Work item: Check every line of the entries below for the word "PoisonError", and copy the ones that have it.

(Stored data)
++++++++++++++++++++
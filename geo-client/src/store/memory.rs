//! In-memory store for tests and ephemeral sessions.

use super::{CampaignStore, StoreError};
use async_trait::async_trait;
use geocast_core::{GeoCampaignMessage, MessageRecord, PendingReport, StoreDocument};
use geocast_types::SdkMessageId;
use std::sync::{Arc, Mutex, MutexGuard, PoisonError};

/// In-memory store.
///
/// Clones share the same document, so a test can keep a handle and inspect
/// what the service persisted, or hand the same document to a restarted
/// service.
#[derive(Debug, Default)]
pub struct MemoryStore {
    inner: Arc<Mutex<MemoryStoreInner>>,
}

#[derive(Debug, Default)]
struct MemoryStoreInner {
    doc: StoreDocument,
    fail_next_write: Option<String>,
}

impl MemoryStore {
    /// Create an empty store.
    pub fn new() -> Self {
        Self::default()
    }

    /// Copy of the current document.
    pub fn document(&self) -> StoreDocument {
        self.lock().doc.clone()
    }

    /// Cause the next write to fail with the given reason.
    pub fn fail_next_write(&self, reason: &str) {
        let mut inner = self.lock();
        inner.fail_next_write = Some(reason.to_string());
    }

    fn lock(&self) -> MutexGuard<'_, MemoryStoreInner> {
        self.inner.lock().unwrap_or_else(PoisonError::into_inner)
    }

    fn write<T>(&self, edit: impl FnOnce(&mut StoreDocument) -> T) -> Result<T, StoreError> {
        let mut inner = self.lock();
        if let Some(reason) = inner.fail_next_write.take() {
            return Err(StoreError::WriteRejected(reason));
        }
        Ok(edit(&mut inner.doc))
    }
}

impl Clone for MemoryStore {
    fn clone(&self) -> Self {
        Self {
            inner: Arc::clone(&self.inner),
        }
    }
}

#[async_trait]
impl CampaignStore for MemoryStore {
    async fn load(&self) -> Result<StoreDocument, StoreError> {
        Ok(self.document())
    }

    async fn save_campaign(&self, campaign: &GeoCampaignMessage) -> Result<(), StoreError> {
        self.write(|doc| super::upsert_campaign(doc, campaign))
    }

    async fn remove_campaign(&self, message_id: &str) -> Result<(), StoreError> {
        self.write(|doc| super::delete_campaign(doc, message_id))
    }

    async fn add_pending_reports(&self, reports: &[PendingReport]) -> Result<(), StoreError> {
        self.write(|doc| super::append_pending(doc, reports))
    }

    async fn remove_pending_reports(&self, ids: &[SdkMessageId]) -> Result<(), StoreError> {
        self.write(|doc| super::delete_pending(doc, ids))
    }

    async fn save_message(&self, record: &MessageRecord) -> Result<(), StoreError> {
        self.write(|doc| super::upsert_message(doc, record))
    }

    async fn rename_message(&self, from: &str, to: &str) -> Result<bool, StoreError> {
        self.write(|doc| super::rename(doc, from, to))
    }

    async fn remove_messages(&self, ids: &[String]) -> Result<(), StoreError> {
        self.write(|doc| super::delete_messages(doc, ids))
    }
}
++++++++++++++++++++
Output:
use std::sync::{Arc, Mutex, MutexGuard, PoisonError};
        self.inner.lock().unwrap_or_else(PoisonError::into_inner)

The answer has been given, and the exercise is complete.